Theseus had no chance of finding his way out of the labyrinth, just as S was confounded by the wine cellar. Ariadne gave him a simple winding of linen thread to unroll behind him. FXC gets S out of that cellar, but he cannot get himself out.
The voices in S.’s head return to ground. Campbell talks about a common motif where the hero is not to touch the ground of a magical land, but to stay insulated from it, for instance to stay on his horse. to touch it is to lose the magic in his being as it flows to ground.
All these references are in the first pages of the Campbell book. Campbell died on October 30, 1987. October 30 is a date heavily referenced in Theseus. That doesn’t solve all the problems certainly, but i believe a “Thousand Faces” contributed some core ideas.
frfly said:
not sure if this is relevant or coincidence, because i do not see it used in the book – the Sola river flows out of the Czech highlands northward into Poland and past the Auschwitz extermination camp. The German Nazis dumped the ashes of nearly a million people in to it.

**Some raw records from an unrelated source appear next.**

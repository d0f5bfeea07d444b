//! Aggregation functions applied to grouped cells.

use std::fmt;

use crate::types::{Table, Value};

/// Built-in aggregation over the cells of a group.
#[derive(Debug, Clone, Copy, PartialEq, Eq, Default)]
pub enum AggregationFn {
    /// Sum of numeric cells; 0 for an empty group.
    #[default]
    Sum,
    /// Arithmetic mean of numeric cells.
    Mean,
    /// Number of non-null cells, numeric or not.
    Count,
    /// Smallest numeric cell.
    Min,
    /// Largest numeric cell.
    Max,
    /// Middle numeric cell; mean of the two middle cells for an even count.
    Median,
}

impl AggregationFn {
    /// Resolve an aggregation by name, case-insensitively.
    ///
    /// `average` is an alias for `mean`. Any unrecognized name resolves to [`AggregationFn::Sum`].
    pub fn from_name(name: &str) -> Self {
        match name.trim().to_ascii_lowercase().as_str() {
            "sum" => Self::Sum,
            "mean" | "average" => Self::Mean,
            "count" => Self::Count,
            "min" => Self::Min,
            "max" => Self::Max,
            "median" => Self::Median,
            other => {
                tracing::debug!(aggregation = other, "unknown aggregation; using sum");
                Self::Sum
            }
        }
    }

    pub fn as_str(self) -> &'static str {
        match self {
            Self::Sum => "sum",
            Self::Mean => "mean",
            Self::Count => "count",
            Self::Min => "min",
            Self::Max => "max",
            Self::Median => "median",
        }
    }

    /// Aggregate `values`.
    ///
    /// Numbers, booleans and numeric strings take part as `f64`; other cells are ignored except by
    /// [`AggregationFn::Count`]. `Mean`, `Min`, `Max` and `Median` of nothing are NaN.
    pub fn apply<'a>(self, values: impl IntoIterator<Item = &'a Value>) -> f64 {
        if self == Self::Count {
            return values.into_iter().filter(|v| !v.is_null()).count() as f64;
        }

        let mut nums: Vec<f64> = values.into_iter().filter_map(Value::as_f64).collect();
        match self {
            Self::Sum => nums.iter().sum(),
            Self::Mean if nums.is_empty() => f64::NAN,
            Self::Mean => nums.iter().sum::<f64>() / nums.len() as f64,
            Self::Min => nums.iter().copied().reduce(f64::min).unwrap_or(f64::NAN),
            Self::Max => nums.iter().copied().reduce(f64::max).unwrap_or(f64::NAN),
            Self::Median => median(&mut nums),
            Self::Count => unreachable!("count handled above"),
        }
    }
}

impl fmt::Display for AggregationFn {
    fn fmt(&self, f: &mut fmt::Formatter<'_>) -> fmt::Result {
        f.write_str(self.as_str())
    }
}

fn median(nums: &mut [f64]) -> f64 {
    if nums.is_empty() {
        return f64::NAN;
    }
    nums.sort_by(f64::total_cmp);
    let mid = nums.len() / 2;
    if nums.len() % 2 == 0 {
        (nums[mid - 1] + nums[mid]) / 2.0
    } else {
        nums[mid]
    }
}

/// Aggregate a whole column. Returns `None` if `column` does not exist.
pub fn reduce(table: &Table, column: &str, agg: AggregationFn) -> Option<f64> {
    let idx = table.index_of(column)?;
    Some(agg.apply(table.column_values(idx)))
}

#[cfg(test)]
mod tests {
    use super::*;

    fn scores() -> Table {
        Table::new(
            vec!["id".into(), "score".into()],
            vec![
                vec![Value::Int64(1), Value::Float64(10.0)],
                vec![Value::Int64(2), Value::Null],
                vec![Value::Int64(3), Value::Float64(5.5)],
                vec![Value::Int64(4), Value::Utf8("2".into())],
            ],
        )
    }

    #[test]
    fn names_resolve_case_insensitively() {
        assert_eq!(AggregationFn::from_name("SUM"), AggregationFn::Sum);
        assert_eq!(AggregationFn::from_name("Average"), AggregationFn::Mean);
        assert_eq!(AggregationFn::from_name("median"), AggregationFn::Median);
    }

    #[test]
    fn unknown_names_fall_back_to_sum() {
        assert_eq!(AggregationFn::from_name("stddev"), AggregationFn::Sum);
        assert_eq!(AggregationFn::from_name(""), AggregationFn::Sum);
    }

    #[test]
    fn reduce_ignores_nulls_and_coerces_numeric_strings() {
        let t = scores();
        assert_eq!(reduce(&t, "score", AggregationFn::Sum), Some(17.5));
        assert_eq!(reduce(&t, "score", AggregationFn::Count), Some(3.0));
        assert_eq!(reduce(&t, "score", AggregationFn::Min), Some(2.0));
        assert_eq!(reduce(&t, "score", AggregationFn::Max), Some(10.0));
        assert_eq!(reduce(&t, "score", AggregationFn::Median), Some(5.5));
        assert_eq!(reduce(&t, "id", AggregationFn::Mean), Some(2.5));
        assert_eq!(reduce(&t, "id", AggregationFn::Median), Some(2.5));
        assert_eq!(reduce(&t, "missing", AggregationFn::Sum), None);
    }

    #[test]
    fn empty_groups() {
        let none: [Value; 0] = [];
        assert_eq!(AggregationFn::Sum.apply(&none), 0.0);
        assert_eq!(AggregationFn::Count.apply(&none), 0.0);
        assert!(AggregationFn::Mean.apply(&none).is_nan());
        assert!(AggregationFn::Max.apply(&[Value::Utf8("x".into())]).is_nan());
        assert_eq!(AggregationFn::Count.apply(&[Value::Utf8("x".into())]), 1.0);
    }
}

Straka, as a Czech, would have been profoundly affected by WW2. The Germans overran his country in 1939. Its hard to imagine that he would be writing a novel of struggle and resistance, have it ready in 1946, and not have anything to say about the world as it was.
frfly said:
p. 29 Hero with a thousand faces
Even when the legend is of an actual historical personage, the deeds of victory are rendered, not in lifelike, but in dreamlike figurations; the point is that, before such-and-such could be done on earth, this other, more important, primary thing had to be brought to pass within the labyrinth that we all know and visit in our dreams. The passage of the mythological hero may be overground, incidentally; fundamentally it is inward – into depths where obscure resistances are overcome, and long lost, forgotten powers are revivified, to be made available for the transfiguration of the world.
p.412 Ship of Theseus
He lays down his pen, cradles his head in his hands, concentrates for what might be hours or days, but he just cannot see it, and finally he understands that he is not meant to see it, not here; he must descend into the dark maze himself, before he will find Vévoda, this man who has had more influence over S.’s life than S. himself, find him and write the ending.